La gomma cancella gli errori sul foglio ma li fa commettere sui fairway, non importa se cade dal banco e poi atterra in rough, la si cerca comunque. Perchè senza di lei, il compito non si può finire.
Golf e fisico
Attacco a Pearl Harbor, gli USA entrano in guerra dopo aver subìto per la prima volta danni a casa loro, è il dicembre 1941. Dopo cinque mesi il Presidente Roosevelt crea l’Ufficio di Difesa Civile ed al suo interno si dà importanza alla più statunitense delle divisioni, quella della “Forma fisica”.
Il capo della sezione deve esserne la rappresentazione, John Kelly è ex-campione olimpico di canottaggio e uomo d’affari di successo nell’edilizia: l’emblema della bandiera a stelle e strisce. John Kelly oltre allo sport ama il cinema, luogo in cui prima accompagna e poi ammira sua figlia Grace, prima che si sieda sul trono di Monaco.
John gioca anche golf ma dall’acqua porta sull’erba una qualità inedita: la velocità di gioco. Questa caratteristica non conta sullo score ma la si accusa nel fisico, rendendo le sue diciotto buche più faticose (e più indolori dati i suoi risultati a fine giro).

(Credits: University of Pennsylvania Archives)
Francesi in poltrona
Un popolo in forma è capace di fronteggiare un’invasione ed il golf è lo sport perfetto: fa sudare, allena la resistenza e rilassa chi lo gioca (a volte). Kelly si lancia anche in affermazioni pesanti: “Se i francesi avessero mollato vino e formaggio avrebbero fronteggiato l’avanzata tedesca”. Non giocare a golf in periodo di guerra per Kelly sarebbe un disastro nazionale e, per farsi ascoltare, propone la sua visione tramite l’unico colore che mette tutti d’accordo: il verde della speranza, ma soprattutto dei dollari. Insieme al golfista per eccellenza Bobby Jones, lo US Champion Craig Wood ed il presidente della PGA Ed Dudley si decide di indire una serie di tornei per sostenere lo sforzo bellico: “Hale America tournaments”.

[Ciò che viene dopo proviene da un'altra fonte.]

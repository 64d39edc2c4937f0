//! リソース1種類分の一覧ページ
//!
//! 状態遷移は `Page` に任せ、ここでは通信の実行と描画だけを行う。
//! 通信先は `ResourceService` を実装していれば何でもよい。

use leptos::prelude::*;
use leptos::task::spawn_local;
use lifeline_admin_common::driver;
use lifeline_admin_common::{Category, Feedback, Page, Request, Resource, ResourceService};

use crate::components::feedback_banner::FeedbackBanner;
use crate::components::form_dialog::form_dialog;
use crate::components::record_table::RecordTable;

/// 一覧部分の表示状態
#[derive(Debug, Clone, Copy, PartialEq, Eq)]
enum Listing {
    Loading,
    Empty,
    Populated,
}

/// 要求を実行し、結果を `Page` に戻す（続く要求があれば続けて実行）
///
/// ページが破棄された後に届いた結果は捨てる。
pub(crate) fn dispatch<R, S>(page: RwSignal<Page<R>>, service: S, request: Request)
where
    R: Resource,
    S: ResourceService<R> + 'static,
{
    spawn_local(async move {
        let mut next = Some(request);
        while let Some(Request { ticket, effect }) = next.take() {
            let outcome = driver::execute(&service, effect).await;
            next = page.try_update(|p| p.apply(ticket, outcome)).flatten();
        }
    });
}

/// ギャラリーのカテゴリ名解決用
fn load_categories<R, C>(page: RwSignal<Page<R>>, categories: C)
where
    R: Resource,
    C: ResourceService<Category> + 'static,
{
    spawn_local(async move {
        match categories.list().await {
            Ok(list) => {
                page.try_update(|p| p.set_categories(list));
            }
            // 名前が引けなければIDのまま表示する
            Err(e) => web_sys::console::warn_1(&format!("カテゴリ取得失敗: {}", e).into()),
        }
    });
}

fn confirm(message: &str) -> bool {
    web_sys::window()
        .and_then(|w| w.confirm_with_message(message).ok())
        .unwrap_or(false)
}

pub fn resource_page<R, S, C>(service: S, categories: C) -> impl IntoView
where
    R: Resource,
    S: ResourceService<R> + Clone + Send + Sync + 'static,
    C: ResourceService<Category> + 'static,
{
    let page = RwSignal::new(Page::<R>::new());

    if R::NEEDS_CATEGORIES {
        load_categories(page, categories);
    }
    if let Some(request) = page.try_update(|p| p.mount()) {
        dispatch(page, service.clone(), request);
    }

    let listing = Memo::new(move |_| {
        page.with(|p| {
            if p.is_loading() {
                Listing::Loading
            } else if p.records().is_empty() {
                Listing::Empty
            } else {
                Listing::Populated
            }
        })
    });
    let rows = Memo::new(move |_| page.with(|p| p.rows()));
    let feedback = Memo::new(move |_| page.with(|p| p.feedback().cloned()));

    let on_refresh = {
        let service = service.clone();
        move |_| {
            if let Some(request) = page.try_update(|p| p.refresh()) {
                dispatch(page, service.clone(), request);
            }
        }
    };

    let on_add = move |_| page.update(|p| p.open_create());

    let on_edit = move |id: String| {
        page.update(|p| {
            if let Err(e) = p.open_edit(&id) {
                p.notify(Feedback::error(e.to_string()));
            }
        })
    };

    let on_delete = {
        let service = service.clone();
        move |id: String| {
            if let Some(Err(e)) = page.try_update(|p| p.request_delete(&id)) {
                page.update(|p| p.notify(Feedback::error(e.to_string())));
                return;
            }
            if !confirm(&R::KIND.delete_prompt()) {
                page.update(|p| p.cancel_delete());
                return;
            }
            if let Some(request) = page.try_update(|p| p.confirm_delete()).flatten() {
                dispatch(page, service.clone(), request);
            }
        }
    };

    view! {
        <section class="resource-page">
            <div class="page-header">
                <h2>{R::KIND.title()}</h2>
                <div class="page-actions">
                    <button class="btn btn-secondary" on:click=on_refresh>
                        "再読み込み"
                    </button>
                    <button class="btn btn-primary" on:click=on_add>
                        "追加"
                    </button>
                </div>
            </div>

            <FeedbackBanner
                feedback=feedback.into()
                on_dismiss=move || page.update(|p| p.dismiss_feedback())
            />

            {move || match listing.get() {
                Listing::Loading => view! { <div class="loading">"読み込み中..."</div> }.into_any(),
                Listing::Empty => view! {
                    <div class="empty-state">
                        <p>{R::KIND.empty_message()}</p>
                    </div>
                }
                .into_any(),
                Listing::Populated => view! {
                    <RecordTable
                        columns=R::columns()
                        rows=rows.into()
                        editable=R::EDITABLE
                        on_edit=on_edit.clone()
                        on_delete=on_delete.clone()
                    />
                }
                .into_any(),
            }}

            {form_dialog(page, service)}
        </section>
    }
}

(Credits: www.pbagalleries.com)
Ma le palline?
L’entusiasmo di John Kelly ha però un fondamento. Nove giorni dopo Pearl Harbor il Governo annuncia il razionamento dei materiali, tra cui la gomma. La mattina seguente i golfisti di tutti gli Stati Uniti comprano quante più palline possibili, tante da stoppare la produzione centrale. Il negozio con più coda vende 24.000 palline in un giorno: Abercrombie&Fitch di New York, dimostrando di generare affluenza anche senza corpi statuari al suo ingresso. Nei giorni seguenti le aziende produttrici limitano la vendita ad un massino di dodici palline per persona, creando così metodi alternativi di ricerca. La corsa all’oro era già estinta però la figura del cercatore si ricicla intorno ai fairway verso altre pepite, non più di metallo prezioso ma di gomma dura altrettanto rara.
Chiunque compri oltre i suoi immediati bisogni ruba ai suoi concittadini e merita il loro disprezzo.
Randal Heymanson descrive la corsa alle palline da golf [Corrispondente per il The Herald]

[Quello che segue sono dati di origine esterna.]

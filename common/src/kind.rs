//! リソース種別
//!
//! エンドポイントのパスと画面表示用の名称をまとめる。

use serde::{Deserialize, Serialize};

#[derive(Debug, Clone, Copy, PartialEq, Eq, Hash, Serialize, Deserialize)]
#[serde(rename_all = "kebab-case")]
pub enum ResourceKind {
    Video,
    Gallery,
    Category,
    Contact,
    Location,
    PersonDetail,
    PressRelease,
    SlideImage,
}

impl ResourceKind {
    pub const ALL: [ResourceKind; 8] = [
        ResourceKind::Video,
        ResourceKind::Gallery,
        ResourceKind::PressRelease,
        ResourceKind::Contact,
        ResourceKind::Category,
        ResourceKind::Location,
        ResourceKind::PersonDetail,
        ResourceKind::SlideImage,
    ];

    /// コマンドライン・画面タブで使う名前
    pub fn name(&self) -> &'static str {
        match self {
            ResourceKind::Video => "video",
            ResourceKind::Gallery => "gallery",
            ResourceKind::Category => "category",
            ResourceKind::Contact => "contact",
            ResourceKind::Location => "location",
            ResourceKind::PersonDetail => "person-detail",
            ResourceKind::PressRelease => "press-release",
            ResourceKind::SlideImage => "slide-image",
        }
    }

    /// APIルート直下のパス
    pub fn path(&self) -> &'static str {
        match self {
            ResourceKind::Video => "videos",
            ResourceKind::Gallery => "gallery",
            ResourceKind::Category => "category",
            ResourceKind::Contact => "contact",
            ResourceKind::Location => "location",
            ResourceKind::PersonDetail => "personal-detail",
            ResourceKind::PressRelease => "press-release",
            ResourceKind::SlideImage => "slide-image",
        }
    }

    /// 文中で使う単数形（"delete this photo?"）
    pub fn noun(&self) -> &'static str {
        match self {
            ResourceKind::Video => "video",
            ResourceKind::Gallery => "photo",
            ResourceKind::Category => "category",
            ResourceKind::Contact => "contact",
            ResourceKind::Location => "location",
            ResourceKind::PersonDetail => "person detail",
            ResourceKind::PressRelease => "press release",
            ResourceKind::SlideImage => "slide image",
        }
    }

    /// 文頭で使う単数形
    pub fn subject(&self) -> &'static str {
        match self {
            ResourceKind::Video => "Video",
            ResourceKind::Gallery => "Photo",
            ResourceKind::Category => "Category",
            ResourceKind::Contact => "Contact",
            ResourceKind::Location => "Location",
            ResourceKind::PersonDetail => "Person detail",
            ResourceKind::PressRelease => "Press release",
            ResourceKind::SlideImage => "Slide image",
        }
    }

    /// 一覧画面のタイトル
    pub fn title(&self) -> &'static str {
        match self {
            ResourceKind::Video => "Video Management",
            ResourceKind::Gallery => "Gallery Management",
            ResourceKind::Category => "Categories",
            ResourceKind::Contact => "Contact Management",
            ResourceKind::Location => "Locations",
            ResourceKind::PersonDetail => "Person Details",
            ResourceKind::PressRelease => "Press Release",
            ResourceKind::SlideImage => "Slide Images",
        }
    }

    /// サービス層のエラーで使う名称（"Unable to process gallery request"）
    fn request_name(&self) -> &'static str {
        match self {
            ResourceKind::Gallery => "gallery",
            other => other.noun(),
        }
    }

    pub fn id_required_message(&self) -> String {
        let name = match self {
            ResourceKind::Gallery => "Gallery",
            other => other.subject(),
        };
        format!("{} id is required", name)
    }

    pub fn not_found_message(&self) -> String {
        format!("{} not found", self.subject())
    }

    pub fn fallback_error_message(&self) -> String {
        format!("Unable to process {} request", self.request_name())
    }

    pub fn delete_prompt(&self) -> String {
        format!("Are you sure you want to delete this {}?", self.noun())
    }

    pub fn empty_message(&self) -> String {
        let plural = match self {
            ResourceKind::Gallery => "photos".to_string(),
            ResourceKind::Category => "categories".to_string(),
            ResourceKind::Contact => "contact entries".to_string(),
            ResourceKind::PersonDetail => "person details".to_string(),
            other => format!("{}s", other.noun()),
        };
        format!("No {} found", plural)
    }
}

impl std::fmt::Display for ResourceKind {
    fn fmt(&self, f: &mut std::fmt::Formatter<'_>) -> std::fmt::Result {
        write!(f, "{}", self.noun())
    }
}

impl std::str::FromStr for ResourceKind {
    type Err = String;

    /// 名前またはAPIパス（"videos", "personal-detail" など）を受け付ける
    fn from_str(s: &str) -> Result<Self, Self::Err> {
        let needle = s.trim().to_lowercase().replace('_', "-");
        ResourceKind::ALL
            .into_iter()
            .find(|k| k.name() == needle || k.path() == needle)
            .ok_or_else(|| {
                let names: Vec<_> = ResourceKind::ALL.iter().map(|k| k.name()).collect();
                format!("Unknown resource: {}. Use one of: {}", s, names.join(", "))
            })
    }
}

Credits: (www.thecarycollection.com)
Palline e denaro
L’inizio della guerra non ferma quindi il golf in America, anzi, perchè la necessità porta progresso. Nel 1942 una palla toppata (colpita troppo nella parte superiore) rischia di squarciarsi, rendendo quindi la penuria di palline ancora più grave. Questo problema avrebbe comportato l’abbandono del gioco ma la United States Rubber Company trova il metodo di riprocessare le palline danneggiate, riparandole di modo da non doverle buttare senza sprecare della gomma.
Nonostante questi problemi le buche giocate aumentano, nel 1942 si registrano più di 120 milioni di giri completati, il doppio rispetto al 1941, anno di relativa pace per gli americani. La USGA si ritrova un putt facile solo da imbucare: ogni giocatore sul primo tee è fortemente consigliato dallo Zio Sam a donare dieci centesimi in una scatola della Croce Rossa.

Credits: (www.periodpaper.com)
Il sole di guerra non scalda l’acqua ma ne prosciuga le pozze in eccesso, ostacoli compresi, poi ci si riversa tutti alla fonte per prendere ciò che resta ma il flusso viene deviato… non più verso i green ma verso il fronte.